Tak cuma soal harga, persepsi konsumen soal kendaraan listrik belum cukup kuat dorong adopsi motor setrum

Motor listrik
Gubernur Jawa Timur Khofifah Indar Parawansa (kedua kanan) mengendarai motor listrik saat konvoi di Surabaya, Jawa Timur, Jumat (9/6/2023). Aksi tersebut merupakan rangkaian kegiatan untuk memperingati Hari Lingkungan Hidup Sedunia. ANTARA FOTO/Moch Asim/YU

Dalam beberapa tahun terakhir, Indonesia terus mendorong masyarakat menggunakan kendaraan listrik. Selain karena potensi ekonomi–Indonesia adalah produsen nikel yang penting untuk baterai kendaraan listrik–persoalan lingkungan juga mendasari ambisi pemerintah untuk mencapai target nol emisi karbon.

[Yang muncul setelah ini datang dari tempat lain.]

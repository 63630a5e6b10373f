//! Test utilities for verifying tracing event emission.
//!
//! Provides an `EventCapture` layer that records event messages and fields
//! during tests.

use std::collections::HashMap;
use std::sync::{Arc, Mutex};
use tracing::{Event, Subscriber};
use tracing_subscriber::layer::{Context, Layer};

/// A recorded event with its level and fields (`message` included).
#[derive(Debug, Clone)]
pub struct CapturedEvent {
    pub level: tracing::Level,
    pub fields: HashMap<String, String>,
}

impl CapturedEvent {
    pub fn message(&self) -> Option<&str> {
        self.fields.get("message").map(String::as_str)
    }
}

/// Shared storage for captured events.
#[derive(Debug, Clone, Default)]
pub struct EventStore(Arc<Mutex<Vec<CapturedEvent>>>);

impl EventStore {
    pub fn new() -> Self {
        Self::default()
    }

    pub fn events(&self) -> Vec<CapturedEvent> {
        self.0.lock().unwrap().clone()
    }

    /// Returns the first event whose message equals `message`, if any.
    pub fn find(&self, message: &str) -> Option<CapturedEvent> {
        self.0
            .lock()
            .unwrap()
            .iter()
            .find(|e| e.message() == Some(message))
            .cloned()
    }
}

/// A tracing `Layer` that captures events into an `EventStore`.
pub struct EventCaptureLayer {
    store: EventStore,
}

impl EventCaptureLayer {
    pub fn new(store: EventStore) -> Self {
        Self { store }
    }
}

struct FieldVisitor(HashMap<String, String>);

impl tracing::field::Visit for FieldVisitor {
    fn record_debug(&mut self, field: &tracing::field::Field, value: &dyn std::fmt::Debug) {
        self.0
            .insert(field.name().to_string(), format!("{:?}", value));
    }

    fn record_str(&mut self, field: &tracing::field::Field, value: &str) {
        self.0.insert(field.name().to_string(), value.to_string());
    }

    fn record_u64(&mut self, field: &tracing::field::Field, value: u64) {
        self.0.insert(field.name().to_string(), value.to_string());
    }
}

impl<S: Subscriber> Layer<S> for EventCaptureLayer {
    fn on_event(&self, event: &Event<'_>, _ctx: Context<'_, S>) {
        let mut fields = FieldVisitor(HashMap::new());
        event.record(&mut fields);
        self.store.0.lock().unwrap().push(CapturedEvent {
            level: *event.metadata().level(),
            fields: fields.0,
        });
    }
}

/// Install a capturing subscriber for the current thread.
///
/// Returns the store and a guard; events are captured until the guard drops.
pub fn capture() -> (EventStore, tracing::subscriber::DefaultGuard) {
    use tracing_subscriber::prelude::*;

    let store = EventStore::new();
    let subscriber =
        tracing_subscriber::registry().with(EventCaptureLayer::new(store.clone()));
    let guard = tracing::subscriber::set_default(subscriber);
    (store, guard)
}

Sektor transportasi menyumbang emisi energi kedua terbesar di Indonesia (24,64% dari total emisi gas rumah kaca), setelah industri produsen energi (43,83%). Salah satunya adalah sepeda motor, yang jumlahnya mendominasi transportasi darat berbasis bahan bakar minyak.

Hingga Desember 2022, Kepolisian Republik Indonesia mencatat, jumlah kendaraan bermotor di Indonesia mencapai 126,99 juta unit atau 83,27% dari total kendaraan bermotor. Jumlahnya diperkirakan akan terus bertambah seiring dengan meningkatnya kegiatan ekonomi dan produktivitas masyarakat.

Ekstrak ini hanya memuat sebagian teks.